ORANG dalam kondisi berpuasa tidak boleh memasukkan benda apa pun ke dalam tubuh (jauf) yang melalui tujuh lubang pada tubuh manusia. Demikianlah orang pada umumnya mengetahui. Akan tetapi, bagaimana jika memasukkan benda tersebut menjadi efek samping ketika menjalankan sesuatu yang di wajibkan atau di sunahkan?

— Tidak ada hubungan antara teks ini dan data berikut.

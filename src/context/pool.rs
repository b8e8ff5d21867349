use std::ops::{Deref, DerefMut};
use std::sync::Arc;

use parking_lot::Mutex;
use tracing::debug;

use super::{Context, Services};

/// Free list of recycled [`Context`] values.
///
/// Every context created by the pool has its parameter storage pre-sized to
/// the largest parameter count of any registered route. That count is fixed
/// when the app is built, which is why routes cannot be added once serving
/// has begun.
pub struct ContextPool {
    free: Mutex<Vec<Context>>,
    services: Arc<Services>,
    max_params: usize,
}

impl ContextPool {
    pub(crate) fn new(services: Arc<Services>, max_params: usize) -> Self {
        Self {
            free: Mutex::new(Vec::new()),
            services,
            max_params,
        }
    }

    /// Parameter capacity given to every new context.
    #[must_use]
    pub fn max_params(&self) -> usize {
        self.max_params
    }

    /// Number of idle contexts waiting for reuse.
    #[must_use]
    pub fn idle(&self) -> usize {
        self.free.lock().len()
    }

    /// Take a context from the free list, creating one if it is empty.
    ///
    /// The returned guard puts the context back when dropped, on every exit
    /// path including unwinding. Callers must still [`Context::reset`] it
    /// before use.
    pub fn acquire(&self) -> PooledContext<'_> {
        let recycled = self.free.lock().pop();
        let ctx = recycled.unwrap_or_else(|| {
            debug!(max_params = self.max_params, "Allocating new context");
            Context::new(Arc::clone(&self.services), self.max_params)
        });
        PooledContext {
            pool: self,
            ctx: Some(ctx),
        }
    }

    fn release(&self, mut ctx: Context) {
        ctx.clear_handles();
        self.free.lock().push(ctx);
    }
}

/// A context on loan from a [`ContextPool`].
pub struct PooledContext<'a> {
    pool: &'a ContextPool,
    ctx: Option<Context>,
}

impl Deref for PooledContext<'_> {
    type Target = Context;

    fn deref(&self) -> &Context {
        // Only `drop` takes the context out.
        self.ctx.as_ref().unwrap_or_else(|| unreachable!("pooled context already released"))
    }
}

impl DerefMut for PooledContext<'_> {
    fn deref_mut(&mut self) -> &mut Context {
        self.ctx.as_mut().unwrap_or_else(|| unreachable!("pooled context already released"))
    }
}

impl Drop for PooledContext<'_> {
    fn drop(&mut self) {
        if let Some(ctx) = self.ctx.take() {
            self.pool.release(ctx);
        }
    }
}

#[cfg(test)]
mod tests {
    use super::*;
    use crate::middleware::{not_found_handler, Handler};
    use crate::server::{Request, Response};
    use http::Method;

    fn pool(max_params: usize) -> ContextPool {
        ContextPool::new(Arc::new(Services::default()), max_params)
    }

    #[test]
    fn test_new_context_is_presized() {
        let pool = pool(4);
        let ctx = pool.acquire();
        assert!(ctx.pvalues.capacity() >= 4);
        assert!(ctx.param_values().is_empty());
    }

    #[test]
    fn test_release_on_drop() {
        let pool = pool(0);
        assert_eq!(pool.idle(), 0);
        {
            let _a = pool.acquire();
            let _b = pool.acquire();
        }
        assert_eq!(pool.idle(), 2);
        let _c = pool.acquire();
        assert_eq!(pool.idle(), 1);
    }

    #[test]
    fn test_reacquired_context_is_clean() {
        let pool = pool(2);
        {
            let mut ctx = pool.acquire();
            ctx.reset(Request::new(Method::GET, "/users/42"), Response::new());
            ctx.set_param_names(vec!["id".into()]);
            ctx.set_param_values(vec!["42".into()]);
            ctx.set("session", 99_u64);
            ctx.set_handler(Handler::new(|_| Ok(())));
        }
        assert_eq!(pool.idle(), 1);

        let mut ctx = pool.acquire();
        ctx.reset(Request::new(Method::GET, "/"), Response::new());
        assert!(ctx.param_values().is_empty());
        assert_eq!(ctx.data_len(), 0);
        assert_eq!(ctx.handler().id(), not_found_handler().id());
    }

    #[test]
    fn test_release_on_panic() {
        let pool = pool(0);
        let result = std::panic::catch_unwind(std::panic::AssertUnwindSafe(|| {
            let _ctx = pool.acquire();
            panic!("handler blew up");
        }));
        assert!(result.is_err());
        assert_eq!(pool.idle(), 1);
    }

    #[test]
    fn test_concurrent_acquire_release() {
        let pool = Arc::new(pool(1));
        let threads: Vec<_> = (0..8)
            .map(|i| {
                let pool = Arc::clone(&pool);
                std::thread::spawn(move || {
                    for j in 0..100 {
                        let mut ctx = pool.acquire();
                        ctx.reset(Request::new(Method::GET, "/"), Response::new());
                        assert_eq!(ctx.data_len(), 0);
                        ctx.set("owner", (i, j));
                    }
                })
            })
            .collect();
        for t in threads {
            t.join().unwrap();
        }
        assert!(pool.idle() <= 8);
    }
}
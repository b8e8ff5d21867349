//! Media type strings used by the response helpers and the binder.

pub const APPLICATION_JSON: &str = "application/json";
pub const APPLICATION_JSON_UTF8: &str = "application/json; charset=utf-8";
pub const APPLICATION_FORM: &str = "application/x-www-form-urlencoded";
pub const APPLICATION_OCTET_STREAM: &str = "application/octet-stream";
pub const TEXT_HTML_UTF8: &str = "text/html; charset=utf-8";
pub const TEXT_PLAIN_UTF8: &str = "text/plain; charset=utf-8";
//! # Router Module
//!
//! Resolves a request method and path to a registered handler and the path
//! parameters captured along the way.
//!
//! ## Pattern syntax
//!
//! - static text is matched byte for byte
//! - `:name` matches one non-empty path segment and binds it to `name`
//! - `*` matches the rest of the path, slashes included, and binds it to
//!   `"*"`; anything after it in the pattern is ignored
//!
//! ## Precedence
//!
//! At every branching point static children are tried first, then the
//! parameter child, then the wildcard child. If a branch dead-ends deeper
//! down, matching backtracks and tries the next alternative, at any level.
//!
//! ## Example
//!
//! ```rust,ignore
//! use switchyard::router::{Lookup, Router};
//!
//! let mut router = Router::new();
//! router.add(Method::GET, "/users/:id", handler, &[]);
//!
//! let mut values = Vec::new();
//! match router.find(&Method::GET, "/users/42", &mut values) {
//!     Lookup::Found(endpoint) => assert_eq!(values, ["42"]),
//!     Lookup::MethodNotAllowed(allowed) => println!("allow: {allowed:?}"),
//!     Lookup::NotFound => println!("404"),
//! }
//! ```
//!
//! Each method has its own tree. A miss under the request's method is
//! checked against the other trees to report 405 instead of 404.

mod core;
mod radix;
mod registry;
#[cfg(test)]
mod tests;

pub use core::{parse_method, Lookup, Router, METHODS};
pub(crate) use core::normalize_pattern;
pub use radix::{Endpoint, RadixTree, WILDCARD_PARAM};
pub use registry::Route;
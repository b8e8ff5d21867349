//! # Runtime Configuration
//!
//! Environment-driven settings applied before serving.
//!
//! | Variable | Default | Meaning |
//! |---|---|---|
//! | `SWITCHYARD_STACK_SIZE` | `0x8000` | coroutine stack size, decimal or `0x` hex |
//! | `SWITCHYARD_DEBUG` | `false` | show internal error messages in 500 bodies |
//! | `SWITCHYARD_ADDR` | `127.0.0.1:8080` | listen address of the demo binary |
//!
//! ```rust
//! use switchyard::runtime_config::RuntimeConfig;
//!
//! let config = RuntimeConfig::from_env();
//! println!("Stack size: {} bytes", config.stack_size);
//! ```

use std::env;

use tracing::info;

pub const DEFAULT_STACK_SIZE: usize = 0x8000;
pub const DEFAULT_ADDR: &str = "127.0.0.1:8080";

#[derive(Debug, Clone, PartialEq, Eq)]
pub struct RuntimeConfig {
    /// Stack size for coroutines in bytes
    pub stack_size: usize,
    pub debug: bool,
    pub addr: String,
}

impl Default for RuntimeConfig {
    fn default() -> Self {
        Self {
            stack_size: DEFAULT_STACK_SIZE,
            debug: false,
            addr: DEFAULT_ADDR.to_string(),
        }
    }
}

impl RuntimeConfig {
    /// Load configuration from environment variables.
    #[must_use]
    pub fn from_env() -> Self {
        Self::from_vars(|key| env::var(key).ok())
    }

    /// Like [`RuntimeConfig::from_env`], reading variables through `var`.
    /// Unparseable values fall back to the defaults.
    pub fn from_vars<F>(var: F) -> Self
    where
        F: Fn(&str) -> Option<String>,
    {
        let stack_size = var("SWITCHYARD_STACK_SIZE")
            .and_then(|v| parse_size(&v))
            .unwrap_or(DEFAULT_STACK_SIZE);
        let debug = var("SWITCHYARD_DEBUG")
            .map(|v| matches!(v.trim().to_lowercase().as_str(), "1" | "true" | "yes" | "on"))
            .unwrap_or(false);
        let addr = var("SWITCHYARD_ADDR")
            .filter(|a| !a.trim().is_empty())
            .unwrap_or_else(|| DEFAULT_ADDR.to_string());
        Self {
            stack_size,
            debug,
            addr,
        }
    }

    /// Configure the `may` runtime's coroutine stack size.
    pub fn apply(&self) {
        may::config().set_stack_size(self.stack_size);
        info!(stack_size = self.stack_size, "Coroutine runtime configured");
    }
}

fn parse_size(value: &str) -> Option<usize> {
    let value = value.trim();
    match value.strip_prefix("0x").or_else(|| value.strip_prefix("0X")) {
        Some(hex) => usize::from_str_radix(hex, 16).ok(),
        None => value.parse().ok(),
    }
}

#[cfg(test)]
mod tests {
    use super::*;

    fn with(pairs: &'static [(&'static str, &'static str)]) -> RuntimeConfig {
        RuntimeConfig::from_vars(|key| {
            pairs
                .iter()
                .find(|(k, _)| *k == key)
                .map(|(_, v)| (*v).to_string())
        })
    }

    #[test]
    fn test_defaults() {
        assert_eq!(with(&[]), RuntimeConfig::default());
    }

    #[test]
    fn test_stack_size_hex_and_decimal() {
        assert_eq!(with(&[("SWITCHYARD_STACK_SIZE", "0x4000")]).stack_size, 0x4000);
        assert_eq!(with(&[("SWITCHYARD_STACK_SIZE", "65536")]).stack_size, 65536);
        assert_eq!(
            with(&[("SWITCHYARD_STACK_SIZE", "lots")]).stack_size,
            DEFAULT_STACK_SIZE
        );
    }

    #[test]
    fn test_debug_and_addr() {
        let config = with(&[("SWITCHYARD_DEBUG", "true"), ("SWITCHYARD_ADDR", "0.0.0.0:9000")]);
        assert!(config.debug);
        assert_eq!(config.addr, "0.0.0.0:9000");
        assert!(!with(&[("SWITCHYARD_DEBUG", "nope")]).debug);
    }
}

Islam merupakan agama yang tidak memberatkan. Konsekuensi dari efek samping dalam perintah syara' memiliki toleransi. Hal ini bisa di contohkan, apabila kita melakukan wudlu dan berkumur tiga kali. Bagi orang yang berpuasa, berkumur tiga kali saja setiap akan berwudlu tetap menjadi hal yang disunnahkan. Bila air tertelan dalam kondisi yang tidak sengaja, ini tidak membatalkan puasa, semasa hal tersebut tidak berlebihan.

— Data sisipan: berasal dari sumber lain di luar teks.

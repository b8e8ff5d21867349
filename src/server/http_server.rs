use std::io;
use std::net::{SocketAddr, TcpStream, ToSocketAddrs};
use std::thread;
use std::time::Duration;

use may::coroutine::JoinHandle;
use may_minihttp::HttpService;
use tracing::{info, warn};

/// Wrapper around `may_minihttp`'s server.
pub struct HttpServer<T>(pub T);

/// Handle to a running server.
pub struct ServerHandle {
    addr: SocketAddr,
    handle: JoinHandle<()>,
}

impl ServerHandle {
    #[must_use]
    pub fn addr(&self) -> SocketAddr {
        self.addr
    }

    /// Poll the listening address until it accepts a connection.
    ///
    /// # Errors
    ///
    /// Returns `TimedOut` if the server is not reachable within ~250ms.
    pub fn wait_ready(&self) -> io::Result<()> {
        for _ in 0..50 {
            if TcpStream::connect(self.addr).is_ok() {
                return Ok(());
            }
            thread::sleep(Duration::from_millis(5));
        }
        Err(io::Error::new(io::ErrorKind::TimedOut, "server not ready"))
    }

    /// Cancel the accept loop and wait for it to finish.
    pub fn stop(self) {
        info!(addr = %self.addr, "Stopping server");
        // SAFETY: the handle is owned here and the coroutine is not used
        // again after cancellation.
        #[allow(unsafe_code)]
        unsafe {
            self.handle.coroutine().cancel();
        }
        if self.handle.join().is_err() {
            warn!(addr = %self.addr, "Server coroutine ended with a panic");
        }
    }

    /// Block until the server exits.
    ///
    /// # Errors
    ///
    /// Returns the panic payload if the server coroutine panicked.
    pub fn join(self) -> std::thread::Result<()> {
        self.handle.join()
    }
}

impl<T: HttpService + Clone + Send + Sync + 'static> HttpServer<T> {
    /// Bind `addr` and start accepting connections.
    ///
    /// # Errors
    ///
    /// Returns an error if the address is invalid or cannot be bound.
    pub fn start<A: ToSocketAddrs>(self, addr: A) -> io::Result<ServerHandle> {
        let addr = addr
            .to_socket_addrs()?
            .next()
            .ok_or_else(|| io::Error::new(io::ErrorKind::InvalidInput, "invalid address"))?;
        let handle = may_minihttp::HttpServer(self.0).start(addr)?;
        info!(addr = %addr, "Server listening");
        Ok(ServerHandle { addr, handle })
    }
}
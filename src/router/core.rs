use std::collections::HashMap;
use std::fmt::Display;
use std::sync::Arc;

use http::Method;
use tracing::{debug, warn};

use super::radix::{Endpoint, RadixTree};
use super::registry::{Route, RouteRegistry};
use crate::context::Context;
use crate::error::ConfigError;
use crate::middleware::{compose, method_not_allowed_handler, not_found_handler, Handler, HandlerId, Middleware};

/// Every method a route can be registered under, in `Allow` header order.
pub const METHODS: [Method; 9] = [
    Method::CONNECT,
    Method::DELETE,
    Method::GET,
    Method::HEAD,
    Method::OPTIONS,
    Method::PATCH,
    Method::POST,
    Method::PUT,
    Method::TRACE,
];

/// Parse a method name from the supported set. Names are case-sensitive.
pub fn parse_method(name: &str) -> Result<Method, ConfigError> {
    METHODS
        .iter()
        .find(|m| m.as_str() == name)
        .cloned()
        .ok_or_else(|| ConfigError::UnsupportedMethod(name.to_string()))
}

/// Outcome of resolving a method and path.
#[derive(Debug)]
pub enum Lookup<'r> {
    Found(&'r Endpoint),
    /// The path matched under these other methods only.
    MethodNotAllowed(Vec<Method>),
    NotFound,
}

/// Per-method radix trees plus the flat route registry.
///
/// Registration (`add`) needs `&mut self`; once built, lookups only need
/// `&self` and the router can be shared freely across threads.
#[derive(Debug, Default)]
pub struct Router {
    trees: HashMap<Method, RadixTree>,
    registry: RouteRegistry,
}

impl Router {
    #[must_use]
    pub fn new() -> Self {
        Self::default()
    }

    /// Register `handler` for `method` and `pattern`, with `middleware`
    /// folded around it once, here.
    ///
    /// The registry records the unwrapped handler's id so reverse lookup
    /// works with the handler the caller holds. Registering the same method
    /// and pattern again replaces the previous handler.
    pub fn add(&mut self, method: Method, pattern: &str, handler: Handler, middleware: &[Middleware]) {
        let pattern = normalize_pattern(pattern);
        let id = handler.id();
        let chain = compose(middleware, handler);

        let tree = self.trees.entry(method.clone()).or_default();
        match tree.insert(&pattern, chain) {
            Some(_) => warn!(method = %method, path = %pattern, handler = %id, "Route replaced"),
            None => debug!(method = %method, path = %pattern, handler = %id, "Route registered"),
        }

        self.registry.insert(Route {
            method,
            path: pattern,
            handler: id,
        });
    }

    /// Resolve `path` under `method`, writing captured values into `values`.
    ///
    /// On a miss every other method's tree is consulted so the caller can
    /// tell "method not allowed" apart from "not found".
    pub fn find<'r>(&'r self, method: &Method, path: &str, values: &mut Vec<String>) -> Lookup<'r> {
        values.clear();
        if let Some(endpoint) = self.trees.get(method).and_then(|t| t.find(path, values)) {
            return Lookup::Found(endpoint);
        }

        let mut scratch = Vec::new();
        let allowed: Vec<Method> = METHODS
            .iter()
            .filter(|m| *m != method)
            .filter(|m| {
                scratch.clear();
                self.trees
                    .get(*m)
                    .is_some_and(|t| t.find(path, &mut scratch).is_some())
            })
            .cloned()
            .collect();

        if allowed.is_empty() {
            Lookup::NotFound
        } else {
            Lookup::MethodNotAllowed(allowed)
        }
    }

    /// Resolve the context's request and install the matched handler and
    /// parameters on it. A miss installs the not-found or method-not-allowed
    /// handler; the latter also sets the `Allow` response header.
    pub fn route(&self, ctx: &mut Context) {
        let lookup = self.find(ctx.request.method(), ctx.request.path(), &mut ctx.pvalues);
        match lookup {
            Lookup::Found(endpoint) => {
                ctx.handler = endpoint.handler().clone();
                ctx.pnames = Arc::clone(endpoint.param_names());
            }
            Lookup::MethodNotAllowed(allowed) => {
                debug!(
                    method = %ctx.request.method(),
                    path = %ctx.request.path(),
                    "Path matched under other methods only"
                );
                let allow = allowed.iter().map(Method::as_str).collect::<Vec<_>>().join(", ");
                ctx.response.set_header("Allow", allow);
                ctx.handler = method_not_allowed_handler();
            }
            Lookup::NotFound => {
                debug!(
                    method = %ctx.request.method(),
                    path = %ctx.request.path(),
                    "No route matched"
                );
                ctx.handler = not_found_handler();
            }
        }
    }

    /// Largest parameter count of any registered pattern, across methods.
    #[must_use]
    pub fn max_params(&self) -> usize {
        self.trees.values().map(RadixTree::max_params).max().unwrap_or(0)
    }

    /// Every registered route, in registration order.
    #[must_use]
    pub fn routes(&self) -> &[Route] {
        self.registry.as_slice()
    }

    #[must_use]
    pub fn route_for(&self, method: &Method, path: &str) -> Option<&Route> {
        self.registry.get(method, &normalize_pattern(path))
    }

    /// Reverse lookup: see [`crate::App::uri`].
    #[must_use]
    pub fn uri<P: Display>(&self, handler: HandlerId, params: &[P]) -> String {
        self.registry.uri(handler, params)
    }
}

/// Patterns always start with `/`; an empty pattern means the root.
pub(crate) fn normalize_pattern(pattern: &str) -> String {
    if pattern.starts_with('/') {
        pattern.to_string()
    } else {
        format!("/{pattern}")
    }
}
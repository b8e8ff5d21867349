//! # Dispatcher Module
//!
//! The [`Dispatcher`] is the single per-request entry point. It is produced
//! by [`crate::App::build`] and is immutable afterwards, so one instance can
//! serve any number of concurrent requests.
//!
//! ## Request flow
//!
//! 1. A context is taken from the pool and reset with the new request
//! 2. `Accept-Language` is parsed once and cached on the context
//! 3. Premiddleware runs, then the router resolves the handler and path
//!    parameters, then global middleware runs around the resolved handler
//!    (whose route middleware was folded in at registration)
//! 4. The chain's result goes to the error handler or the success handler
//! 5. The response is taken out and the context returns to the pool
//!
//! A panic anywhere in the chain is caught, logged, and reported to the error
//! handler as an internal error. The context is returned to the pool on every
//! path.

mod core;

pub use core::{default_error_handler, Dispatcher, ErrorHandler, SuccessHandler};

Hal yang senada juga berlaku pada mandi wajib atau sunnah. Selama tidak dilakukan secara berlebihan dalam menghentakkan. Jika air masuk dalam kondisi yang tidak di sengaja, maka puasa tidak batal atau masih dapat di lanjutkan.

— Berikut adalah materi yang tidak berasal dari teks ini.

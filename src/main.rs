use std::sync::Arc;

use anyhow::Context as _;
use clap::Parser;
use serde::{Deserialize, Serialize};
use serde_json::json;
use switchyard::logging::{init_logging, LogConfig};
use switchyard::middleware::{remove_trailing_slash, request_logger, MetricsMiddleware};
use switchyard::runtime_config::RuntimeConfig;
use switchyard::server::{AppService, HttpServer};
use switchyard::{mime, App, Handler, Middleware};
use tracing::info;

#[derive(Parser)]
#[command(name = "switchyard")]
#[command(about = "Switchyard demo server", long_about = None)]
struct Cli {
    /// Listen address
    #[arg(long, env = "SWITCHYARD_ADDR")]
    addr: Option<String>,

    /// Show internal error messages in 500 responses
    #[arg(long, default_value_t = false)]
    debug: bool,
}

#[derive(Debug, Deserialize, Serialize)]
struct Greeting {
    name: String,
    #[serde(default)]
    lang: Option<String>,
}

fn build_app(debug: bool, metrics: &Arc<MetricsMiddleware>) -> App {
    let mut app = App::new();
    app.set_debug(debug);
    app.pre([remove_trailing_slash()]);
    app.use_middleware([request_logger(), Middleware::from_hooks(Arc::clone(metrics))]);

    app.get("/", Handler::new(|ctx| ctx.string(200, "switchyard")), &[]);
    app.get("/health", Handler::new(|ctx| ctx.json(200, &json!({ "status": "ok" }))), &[]);

    let hello = Handler::new(|ctx| {
        let name = ctx.param("name").unwrap_or("world").to_string();
        let lang = ctx.lang().to_string();
        ctx.json(200, &Greeting {
            name,
            lang: (!lang.is_empty()).then_some(lang),
        })
    });
    app.get("/hello/:name", hello.clone(), &[]);

    let link = app.uri(hello.id(), &["switchyard"]);
    app.get(
        "/link",
        Handler::new(move |ctx| ctx.string(200, &link)),
        &[],
    );

    app.post(
        "/greetings",
        Handler::new(|ctx| {
            let greeting: Greeting = ctx.bind()?;
            ctx.json(201, &greeting)
        }),
        &[],
    );

    app.get(
        "/files/*",
        Handler::new(|ctx| {
            let path = ctx.param("*").unwrap_or_default().to_string();
            ctx.string(200, &path)
        }),
        &[],
    );

    let scrape = Arc::clone(metrics);
    app.get(
        "/metrics",
        Handler::new(move |ctx| {
            let body = scrape.render_prometheus();
            ctx.blob(200, "text/plain; version=0.0.4", body.as_bytes())
        }),
        &[],
    );

    app.get(
        "/raw",
        Handler::new(|ctx| ctx.blob(200, mime::APPLICATION_OCTET_STREAM, &[0xde, 0xad, 0xbe, 0xef])),
        &[],
    );

    app
}

fn main() -> anyhow::Result<()> {
    let cli = Cli::parse();
    init_logging(&LogConfig::from_env())?;

    let mut config = RuntimeConfig::from_env();
    if let Some(addr) = cli.addr {
        config.addr = addr;
    }
    config.debug |= cli.debug;
    config.apply();

    let metrics = Arc::new(MetricsMiddleware::new());
    let app = build_app(config.debug, &metrics);
    for route in app.routes() {
        info!(method = %route.method, path = %route.path, handler = %route.handler, "Route");
    }

    let dispatcher = Arc::new(app.build());
    let handle = HttpServer(AppService::new(dispatcher))
        .start(config.addr.as_str())
        .with_context(|| format!("failed to bind {}", config.addr))?;
    handle
        .join()
        .map_err(|_| anyhow::anyhow!("server coroutine panicked"))?;
    Ok(())
}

Lantas, bagaimana jika bersiwak atau menyikat gigi dengan pasta gigi atau air kemudian tertelan?
Imam Nawawi, dalam al-Majmu’, syarah al-Muhadzdzab menjelaskan:
لو استاك بسواك رطب فانفصل من رطوبته أو خشبه المتشعب شئ وابتلعه افطر بلا خلاف صرح به الفورانى وغيره
Artinya: Jika ada orang yang memakai siwak basah. Kemudian airnya pisah dari siwak yang ia gunakan, atau cabang-cabang (bulu-bulu) kayunya itu lepas kemudian tertelan, maka puasanya batal tanpa ada perbedaan pendapat ulama. Demikian dijelaskan oleh al-Faurani dan lainnya. (Abi Zakriya Muhyiddin bin Syaraf an-Nawawi, al-Majmu’, Maktabah al-Irsyad, Jeddah, juz 6, halaman 343)
Sumber di atas memberikan kita pemahaman, jika air yang bukan barang inti atau sekedar bulu kayu yang menjadi bagian inti siwak itu sendiri membatalkan puasa. Lalu bagaimana jika pasta gigi yang sama-sama tidak diperintahkan syara'?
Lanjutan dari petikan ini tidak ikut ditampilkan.